> DATA PROVIDED
=== Section Start ===

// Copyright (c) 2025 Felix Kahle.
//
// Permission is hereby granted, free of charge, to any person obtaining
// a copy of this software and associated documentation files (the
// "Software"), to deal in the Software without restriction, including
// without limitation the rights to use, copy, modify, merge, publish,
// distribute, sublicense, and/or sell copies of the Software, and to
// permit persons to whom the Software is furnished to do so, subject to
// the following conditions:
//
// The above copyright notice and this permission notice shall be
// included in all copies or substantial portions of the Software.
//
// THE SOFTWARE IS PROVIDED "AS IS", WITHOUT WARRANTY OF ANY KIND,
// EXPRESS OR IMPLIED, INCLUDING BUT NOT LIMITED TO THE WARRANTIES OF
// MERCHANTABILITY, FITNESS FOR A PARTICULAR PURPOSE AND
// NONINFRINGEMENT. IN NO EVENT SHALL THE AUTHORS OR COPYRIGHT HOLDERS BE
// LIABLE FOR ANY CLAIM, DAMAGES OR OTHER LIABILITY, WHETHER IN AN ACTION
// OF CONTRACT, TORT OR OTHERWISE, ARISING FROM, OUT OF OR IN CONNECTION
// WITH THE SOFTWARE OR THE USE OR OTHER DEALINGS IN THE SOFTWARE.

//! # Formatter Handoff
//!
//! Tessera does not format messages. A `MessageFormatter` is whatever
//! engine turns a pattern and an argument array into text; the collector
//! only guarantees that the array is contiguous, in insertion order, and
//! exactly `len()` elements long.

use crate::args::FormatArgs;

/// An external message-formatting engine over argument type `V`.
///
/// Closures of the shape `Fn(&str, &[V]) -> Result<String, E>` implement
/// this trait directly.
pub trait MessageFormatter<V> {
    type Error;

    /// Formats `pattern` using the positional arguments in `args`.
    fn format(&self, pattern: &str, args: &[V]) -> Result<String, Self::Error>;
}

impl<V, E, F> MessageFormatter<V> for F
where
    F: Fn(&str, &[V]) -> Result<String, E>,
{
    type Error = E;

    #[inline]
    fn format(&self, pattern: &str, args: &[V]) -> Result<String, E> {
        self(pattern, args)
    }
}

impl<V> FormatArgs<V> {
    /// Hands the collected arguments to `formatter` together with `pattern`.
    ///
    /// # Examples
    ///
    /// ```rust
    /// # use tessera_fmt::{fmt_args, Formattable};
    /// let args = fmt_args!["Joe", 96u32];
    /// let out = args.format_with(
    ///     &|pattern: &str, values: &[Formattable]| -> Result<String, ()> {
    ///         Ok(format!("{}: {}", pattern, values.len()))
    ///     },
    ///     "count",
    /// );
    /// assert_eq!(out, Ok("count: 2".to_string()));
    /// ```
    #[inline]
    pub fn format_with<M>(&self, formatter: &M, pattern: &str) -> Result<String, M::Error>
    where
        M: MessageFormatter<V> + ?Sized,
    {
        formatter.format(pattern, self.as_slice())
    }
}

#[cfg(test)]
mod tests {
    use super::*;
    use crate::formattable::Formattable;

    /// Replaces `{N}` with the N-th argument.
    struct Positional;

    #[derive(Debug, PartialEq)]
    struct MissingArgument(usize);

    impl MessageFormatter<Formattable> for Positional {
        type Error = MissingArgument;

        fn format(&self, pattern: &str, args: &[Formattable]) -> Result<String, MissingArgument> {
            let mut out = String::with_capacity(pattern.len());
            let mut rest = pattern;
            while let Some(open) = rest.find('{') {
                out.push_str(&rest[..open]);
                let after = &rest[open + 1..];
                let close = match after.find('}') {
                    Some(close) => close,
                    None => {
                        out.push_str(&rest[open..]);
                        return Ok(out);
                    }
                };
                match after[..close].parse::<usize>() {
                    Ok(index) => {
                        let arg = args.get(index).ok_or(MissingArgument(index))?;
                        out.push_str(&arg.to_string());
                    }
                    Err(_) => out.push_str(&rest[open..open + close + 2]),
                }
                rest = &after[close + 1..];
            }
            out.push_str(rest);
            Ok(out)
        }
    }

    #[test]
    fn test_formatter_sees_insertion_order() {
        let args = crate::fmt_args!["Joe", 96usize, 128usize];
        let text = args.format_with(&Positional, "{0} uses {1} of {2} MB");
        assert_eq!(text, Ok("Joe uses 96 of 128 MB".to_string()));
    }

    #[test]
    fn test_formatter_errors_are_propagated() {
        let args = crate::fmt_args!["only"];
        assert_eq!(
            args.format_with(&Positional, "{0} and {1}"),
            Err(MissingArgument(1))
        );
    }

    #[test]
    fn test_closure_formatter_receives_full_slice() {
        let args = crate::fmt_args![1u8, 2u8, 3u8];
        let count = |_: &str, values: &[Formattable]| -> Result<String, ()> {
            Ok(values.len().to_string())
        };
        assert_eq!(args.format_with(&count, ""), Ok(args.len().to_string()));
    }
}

=== Section End ===

> WORK ITEM
Exactly those lines that run from the start of the listing to the line containing "PARTICULAR PURPOSE AND" should be output, and no others.

> TASK SOLUTION
// Copyright (c) 2025 Felix Kahle.
//
// Permission is hereby granted, free of charge, to any person obtaining
// a copy of this software and associated documentation files (the
// "Software"), to deal in the Software without restriction, including
// without limitation the rights to use, copy, modify, merge, publish,
// distribute, sublicense, and/or sell copies of the Software, and to
// permit persons to whom the Software is furnished to do so, subject to
// the following conditions:
//
// The above copyright notice and this permission notice shall be
// included in all copies or substantial portions of the Software.
//
// THE SOFTWARE IS PROVIDED "AS IS", WITHOUT WARRANTY OF ANY KIND,
// EXPRESS OR IMPLIED, INCLUDING BUT NOT LIMITED TO THE WARRANTIES OF
// MERCHANTABILITY, FITNESS FOR A PARTICULAR PURPOSE AND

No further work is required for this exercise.